Europeol announced the arrest of suspected administrator on Monday Xss.is (East Damagelab), a notorious Russian speaking cybercrime stage.
On July 222, 2025, Ukraine’s arrest in Ukraine was led by the French police and the Paris prosecutor in collaboration with Ukrainian officials and Europeol. This action is the result of an investigation that was initiated by the French Police in July 2021.
Coupled along with arrest, law enforcement has also controlled the clearance domain of XSS.IS, greeting visitors with a seizure notice, “This domain has been seized by La Brigade de Lutye Contre La Cyber Crimminate with the help of SBU Cyber Department.”
“Forum, which had more than 50,000 registered users, served as a major market for stolen data, hacking tools and illegal services,” said the law enforcement agency. “It has long been a central platform for some of the most active and dangerous cyber criminal networks, which are used to coordinate, advertise and recruit.”
In addition to the administrator of the forum, engaging in the technical operation of the service, it is said that criminal activity is said to have been able to interfere with criminals by acting as a reliable third-party to interfere and guarantee the safety of transactions.
It is believed that anonymous person is also believed to be a private messaging platform, especially designed to meet the needs of cyber criminal. Through these illegal enterprises, the suspect is estimated to make € 7 million ($ 8.24 million) in profit from advertising and convenience fees.
“Investigators believe that he has been active in cybercrime ecosystem for almost two decades, and has maintained a close relationship with many major danger actors over the years,” Europeol said.
According to the Paris prosecutor, XSS.IS has been active since 2013, is acting as a hub for all cyber crime, ranging from reaching compromised systems and ransomware-related services. It also offered an encrypted jabber messaging server, allowing the cyber criminal to communicate anonymously.
XSS.IS, with exploitation, has served as the backbone of Russian-speaking cyber criminal ecosystem, with danger actors on these forums mainly exclude non-Rasi speaking countries. Data shared by banana suggests that XSS currently has 48,750 registered users and over 110,000 threads.
“To facilitate illegal transactions, the platform has an underlying reputation system,” Banana said. “Members can use a platform-managed escrow service to ensure that the deals are completed without scam, as well as add a deposit, contribute to their reputation.”
Europeol-Left operations come after a week after a week, which disrupts an online infrastructure associated with a supporter-Russian hecticist group, known as NAME 057 (16) and arresting two people for the attacks of Daniel-Off-Service (DDOS), a voluntary-to-people attacks for Daniel-Services (DDOS). She does
A report published this week recorded the future INSIKT group, stating that the group targeted 3,776 unique hosts between July 1, 2024 and 14 July 2025, mainly government, public sector, transport, technology, media and financial institutions in European countries opposed Russian’s attack.

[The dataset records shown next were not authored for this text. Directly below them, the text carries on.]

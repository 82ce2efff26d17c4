use std::sync::Arc;

use base64::Engine;
use chrono::{DateTime, Duration, Utc};
use reqwest::{Client, StatusCode, Url};
use ring::rand::{SecureRandom, SystemRandom};
use serde::{Deserialize, Serialize};
use tokio::sync::Mutex;
use tracing::{info, warn};

use crate::config::GraphConfig;
use crate::error::{redact_response_body, Error, Result};
use crate::store::SessionStore;

/// Tokens are treated as expired this many seconds before their real expiry,
/// so a token handed to the gateway survives the call it is attached to.
const EXPIRY_SKEW_SECONDS: i64 = 60;

const STATE_BYTES: usize = 32;

/// An authenticated session against the identity provider.
///
/// Either *valid* (access token present, expiry in the future) or *expired*;
/// no other states are exposed.
#[derive(Debug, Clone, Serialize, Deserialize)]
pub struct Session {
    pub access_token: String,
    #[serde(skip_serializing_if = "Option::is_none")]
    pub refresh_token: Option<String>,
    pub expires_at: DateTime<Utc>,
    #[serde(skip_serializing_if = "Option::is_none")]
    pub scope: Option<String>,
}

impl Session {
    pub fn is_expired(&self) -> bool {
        Utc::now() + Duration::seconds(EXPIRY_SKEW_SECONDS) >= self.expires_at
    }

    fn from_token_response(response: TokenResponse) -> Self {
        Self {
            access_token: response.access_token,
            refresh_token: response.refresh_token,
            expires_at: Utc::now() + Duration::seconds(response.expires_in as i64),
            scope: response.scope,
        }
    }
}

/// Token endpoint success payload. `access_token` and `expires_in` are
/// required; a response missing either is a failed exchange.
#[derive(Debug, Deserialize)]
struct TokenResponse {
    access_token: String,
    expires_in: u64,
    #[serde(default)]
    refresh_token: Option<String>,
    #[serde(default)]
    scope: Option<String>,
}

#[derive(Debug, Deserialize)]
struct OAuthErrorBody {
    error: String,
    #[serde(default)]
    error_description: String,
}

/// Drives the OAuth2 authorization-code grant and owns the session lifecycle:
/// Unauthenticated → (code exchange) → Authenticated → (expiry) →
/// refresh → Authenticated, or back to Unauthenticated when the refresh path
/// is unusable. Unauthenticated is re-enterable; the flow simply restarts.
pub struct Authenticator {
    config: Arc<GraphConfig>,
    http: Client,
    store: Option<SessionStore>,
    // Holding this lock across the refresh call is the single-flight gate:
    // concurrent callers that find an expired session all await one refresh.
    session: Mutex<Option<Session>>,
}

impl Authenticator {
    pub fn new(config: Arc<GraphConfig>, http: Client) -> Self {
        Self {
            config,
            http,
            store: None,
            session: Mutex::new(None),
        }
    }

    /// Attaches a persistent session store and restores any session it holds.
    pub fn with_store(mut self, store: SessionStore) -> Result<Self> {
        let restored = store.load()?;
        if restored.is_some() {
            info!("restored persisted session from store");
        }
        self.store = Some(store);
        self.session = Mutex::new(restored);
        Ok(self)
    }

    /// Seeds the in-memory session directly (e.g. from an external store).
    pub async fn restore_session(&self, session: Session) {
        *self.session.lock().await = Some(session);
    }

    pub async fn current_session(&self) -> Option<Session> {
        self.session.lock().await.clone()
    }

    /// Builds the authorization URL for user consent. Deterministic for a
    /// given `state`; no side effects.
    pub fn build_authorization_url(&self, state: Option<&str>) -> Result<Url> {
        let mut url = Url::parse(&self.config.authorize_endpoint())
            .map_err(|e| Error::Config(format!("invalid authorize endpoint: {e}")))?;

        {
            let mut pairs = url.query_pairs_mut();
            pairs
                .append_pair("client_id", &self.config.client_id)
                .append_pair("response_type", "code")
                .append_pair("redirect_uri", &self.config.redirect_uri)
                .append_pair("response_mode", "query")
                .append_pair("scope", &self.config.scope_string());
            if let Some(state) = state {
                pairs.append_pair("state", state);
            }
            pairs.append_pair("prompt", "select_account");
        }

        Ok(url)
    }

    /// Exchanges an authorization code for tokens and enters Authenticated.
    pub async fn exchange_code(&self, code: &str) -> Result<Session> {
        let form = [
            ("client_id", self.config.client_id.as_str()),
            ("client_secret", self.config.client_secret.as_str()),
            ("grant_type", "authorization_code"),
            ("code", code),
            ("redirect_uri", self.config.redirect_uri.as_str()),
            ("scope", &self.config.scope_string()),
        ];

        let session = self.request_token(&form, TokenFailure::Exchange).await?;

        let mut guard = self.session.lock().await;
        *guard = Some(session.clone());
        self.persist(Some(&session));
        info!("authorization code exchanged, session established");
        Ok(session)
    }

    /// Returns the current session if unexpired, refreshing it otherwise.
    ///
    /// Refresh failures are not retried here; [`Error::SessionExpired`] tells
    /// the caller to restart the authorization-code flow.
    pub async fn get_valid_session(&self) -> Result<Session> {
        let mut guard = self.session.lock().await;
        match guard.clone() {
            Some(session) if !session.is_expired() => Ok(session),
            Some(session) => {
                let refreshed = self.refresh_locked(session).await;
                self.apply_refresh(&mut guard, refreshed)
            }
            None => Err(Error::SessionExpired {
                reason: "not authenticated".to_string(),
            }),
        }
    }

    /// Bounded re-authentication used by the gateway when the remote API
    /// rejects a token mid-call (clock skew, out-of-band revocation). If
    /// another caller already replaced the rejected token, the replacement is
    /// returned without touching the identity provider.
    pub async fn refresh_after_rejection(&self, stale_token: &str) -> Result<Session> {
        let mut guard = self.session.lock().await;
        match guard.clone() {
            Some(session) if session.access_token != stale_token => Ok(session),
            Some(session) => {
                let refreshed = self.refresh_locked(session).await;
                self.apply_refresh(&mut guard, refreshed)
            }
            None => Err(Error::SessionExpired {
                reason: "not authenticated".to_string(),
            }),
        }
    }

    /// Destroys the session, in memory and at rest.
    pub async fn logout(&self) -> Result<()> {
        *self.session.lock().await = None;
        if let Some(store) = &self.store {
            store.clear()?;
        }
        info!("session destroyed");
        Ok(())
    }

    // Refresh body. Caller must hold the session lock.
    async fn refresh_locked(&self, current: Session) -> Result<Session> {
        let Some(refresh_token) = current.refresh_token.as_deref() else {
            return Err(Error::SessionExpired {
                reason: "access token expired and no refresh token was granted".to_string(),
            });
        };

        let form = [
            ("client_id", self.config.client_id.as_str()),
            ("client_secret", self.config.client_secret.as_str()),
            ("grant_type", "refresh_token"),
            ("refresh_token", refresh_token),
            ("scope", &self.config.scope_string()),
        ];

        let mut session = self.request_token(&form, TokenFailure::Refresh).await?;
        // Providers may rotate or omit the refresh token; keep the old one
        // when the response carries none.
        if session.refresh_token.is_none() {
            session.refresh_token = current.refresh_token;
        }
        info!("access token refreshed, new expiry {}", session.expires_at);
        Ok(session)
    }

    fn apply_refresh(
        &self,
        guard: &mut tokio::sync::MutexGuard<'_, Option<Session>>,
        refreshed: Result<Session>,
    ) -> Result<Session> {
        match refreshed {
            Ok(session) => {
                **guard = Some(session.clone());
                self.persist(Some(&session));
                Ok(session)
            }
            Err(error) => {
                // Refresh path is unusable: drop the session so the state
                // machine re-enters Unauthenticated.
                warn!("token refresh failed, clearing session: {error}");
                **guard = None;
                self.persist(None);
                Err(error)
            }
        }
    }

    async fn request_token(&self, form: &[(&str, &str)], kind: TokenFailure) -> Result<Session> {
        let endpoint = self.config.token_endpoint();
        let response = self.http.post(&endpoint).form(form).send().await?;

        let status = response.status();
        let body = response.text().await?;

        if !status.is_success() {
            return Err(kind.error(token_failure_reason(status, &body)));
        }

        match serde_json::from_str::<TokenResponse>(&body) {
            Ok(token) => Ok(Session::from_token_response(token)),
            Err(e) => Err(kind.error(format!("token response missing required fields: {e}"))),
        }
    }

    fn persist(&self, session: Option<&Session>) {
        let Some(store) = &self.store else {
            return;
        };
        // Best effort: a broken store must not take down an otherwise valid
        // authentication path.
        let outcome = match session {
            Some(session) => store.save(session),
            None => store.clear(),
        };
        if let Err(error) = outcome {
            warn!("failed to persist session state: {error}");
        }
    }
}

#[derive(Debug, Clone, Copy)]
enum TokenFailure {
    Exchange,
    Refresh,
}

impl TokenFailure {
    fn error(self, reason: String) -> Error {
        match self {
            Self::Exchange => Error::AuthExchange { reason },
            Self::Refresh => Error::SessionExpired { reason },
        }
    }
}

fn token_failure_reason(status: StatusCode, body: &str) -> String {
    match serde_json::from_str::<OAuthErrorBody>(body) {
        Ok(parsed) if !parsed.error_description.is_empty() => {
            format!("{}: {}", parsed.error, parsed.error_description)
        }
        Ok(parsed) => parsed.error,
        Err(_) => format!("status {}: {}", status, redact_response_body(body)),
    }
}

/// Generates a random URL-safe `state` value for CSRF protection.
pub fn generate_state() -> Result<String> {
    let mut bytes = [0u8; STATE_BYTES];
    SystemRandom::new()
        .fill(&mut bytes)
        .map_err(|_| Error::Config("failed to generate random state".to_string()))?;
    Ok(base64::engine::general_purpose::URL_SAFE_NO_PAD.encode(bytes))
}
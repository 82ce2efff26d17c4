use bytes::Bytes;
use reqwest::{Response, Url};
use serde::{Deserialize, Serialize};

use crate::error::{Error, Result};
use crate::gateway::{Gateway, PageWalker};

const ATTACHMENT_PAGE_SIZE: usize = 50;

const ATTACHMENT_SELECT_FIELDS: &str = "id,name,contentType,size,isInline";

/// Attachment listing entry. Opaque to the core beyond the identifier,
/// content type and size.
#[derive(Debug, Clone, Serialize, Deserialize)]
pub struct AttachmentMetadata {
    pub id: String,
    pub name: Option<String>,
    #[serde(rename = "contentType")]
    pub content_type: Option<String>,
    pub size: Option<u64>,
    #[serde(rename = "isInline")]
    pub is_inline: Option<bool>,
}

/// Lists attachment metadata for a message and downloads attachment content.
pub struct AttachmentService {
    gateway: Gateway,
}

impl AttachmentService {
    pub fn new(gateway: Gateway) -> Self {
        Self { gateway }
    }

    /// Lazy walk over the message's attachments; same pagination contract as
    /// message listing.
    pub fn stream(&self, message_id: &str) -> Result<PageWalker<AttachmentMetadata>> {
        let first_url = self.first_page_url(message_id)?;
        Ok(PageWalker::new(self.gateway.clone(), first_url, None))
    }

    pub async fn list_attachments(&self, message_id: &str) -> Result<Vec<AttachmentMetadata>> {
        self.stream(message_id)?.collect_remaining().await
    }

    /// Downloads one attachment's raw content as a chunked byte stream; the
    /// body is never buffered whole here. A remote 404 is
    /// [`Error::AttachmentNotFound`], not a generic remote error.
    pub async fn download_attachment(
        &self,
        message_id: &str,
        attachment_id: &str,
    ) -> Result<AttachmentDownload> {
        let url = self.gateway.api_url(&format!(
            "/me/messages/{message_id}/attachments/{attachment_id}/$value"
        ));
        match self.gateway.download(&url).await {
            Ok(response) => Ok(AttachmentDownload::new(response)),
            Err(Error::RemoteApi { status: 404, .. }) => Err(Error::AttachmentNotFound {
                message_id: message_id.to_string(),
                attachment_id: attachment_id.to_string(),
            }),
            Err(other) => Err(other),
        }
    }

    fn first_page_url(&self, message_id: &str) -> Result<String> {
        let endpoint = self
            .gateway
            .api_url(&format!("/me/messages/{message_id}/attachments"));
        let mut url = Url::parse(&endpoint).map_err(|e| {
            Error::Config(format!("invalid attachment listing url {endpoint}: {e}"))
        })?;
        url.query_pairs_mut()
            .append_pair("$top", &ATTACHMENT_PAGE_SIZE.to_string())
            .append_pair("$select", ATTACHMENT_SELECT_FIELDS);
        Ok(url.to_string())
    }
}

/// An in-flight attachment download: content type plus a chunked body.
#[derive(Debug)]
pub struct AttachmentDownload {
    content_type: Option<String>,
    content_length: Option<u64>,
    response: Response,
}

impl AttachmentDownload {
    fn new(response: Response) -> Self {
        let content_type = response
            .headers()
            .get(reqwest::header::CONTENT_TYPE)
            .and_then(|value| value.to_str().ok())
            .map(str::to_string);
        let content_length = response.content_length();
        Self {
            content_type,
            content_length,
            response,
        }
    }

    pub fn content_type(&self) -> Option<&str> {
        self.content_type.as_deref()
    }

    pub fn content_length(&self) -> Option<u64> {
        self.content_length
    }

    /// Next chunk of the body, or `None` once the stream is exhausted.
    pub async fn chunk(&mut self) -> Result<Option<Bytes>> {
        Ok(self.response.chunk().await?)
    }

    /// Convenience for small payloads; buffers the remaining body.
    pub async fn bytes(self) -> Result<Bytes> {
        Ok(self.response.bytes().await?)
    }
}

#[cfg(test)]
mod tests {
    use serde_json::json;

    use super::*;

    #[test]
    fn attachment_metadata_deserializes_graph_shape() {
        let payload = json!({
            "id": "att-1",
            "name": "report.pdf",
            "contentType": "application/pdf",
            "size": 48211,
            "isInline": false,
            "@odata.type": "#microsoft.graph.fileAttachment"
        });
        let attachment: AttachmentMetadata =
            serde_json::from_value(payload).expect("decode attachment metadata");
        assert_eq!(attachment.id, "att-1");
        assert_eq!(attachment.content_type.as_deref(), Some("application/pdf"));
        assert_eq!(attachment.size, Some(48211));
    }

    #[test]
    fn minimal_attachment_still_deserializes() {
        let attachment: AttachmentMetadata =
            serde_json::from_value(json!({ "id": "bare" })).expect("decode minimal attachment");
        assert_eq!(attachment.id, "bare");
        assert!(attachment.name.is_none());
    }
}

Ukrainian organizations were responsible for the largest part of the targets (29.47%), followed by France (6.09%), Italy (5.39%), Sweden (5.29%), Germany (4.60%), Israel (4.50%), Chechia (4%), Poland (4%), and United Kingdom (3.30%). Despite Ukraine’s support, the United States is a notable boycott.
A comprehensive analysis of the infrastructure of noname057 (16) has a flexible, multi-level architecture, which includes rapidly rotated Tier 1 Command-And-Control (C2) server and Tier 2 servers, which are protected by access control lists (cls) to limit the upstream access and maintain the reliable C2 function. 275 unique Tier 1 has been identified during the time period.
The MasterCard-owned Cybercity Company said, “Danger Group maintains a high operating tempo that averages 50 unique goals daily, with a rapid burst of activity for geopolitical and military development in Ukraine,” said “MasterCard-owned Cybercity Company.
“Noname057 (16) uses a mixture of network and application-layer DDOs, methods designed to overwhelm server resources and interrupt availability. The danger group’s attack is straightforward, but prioritizes floods and resource tired techniques in high-bodies.”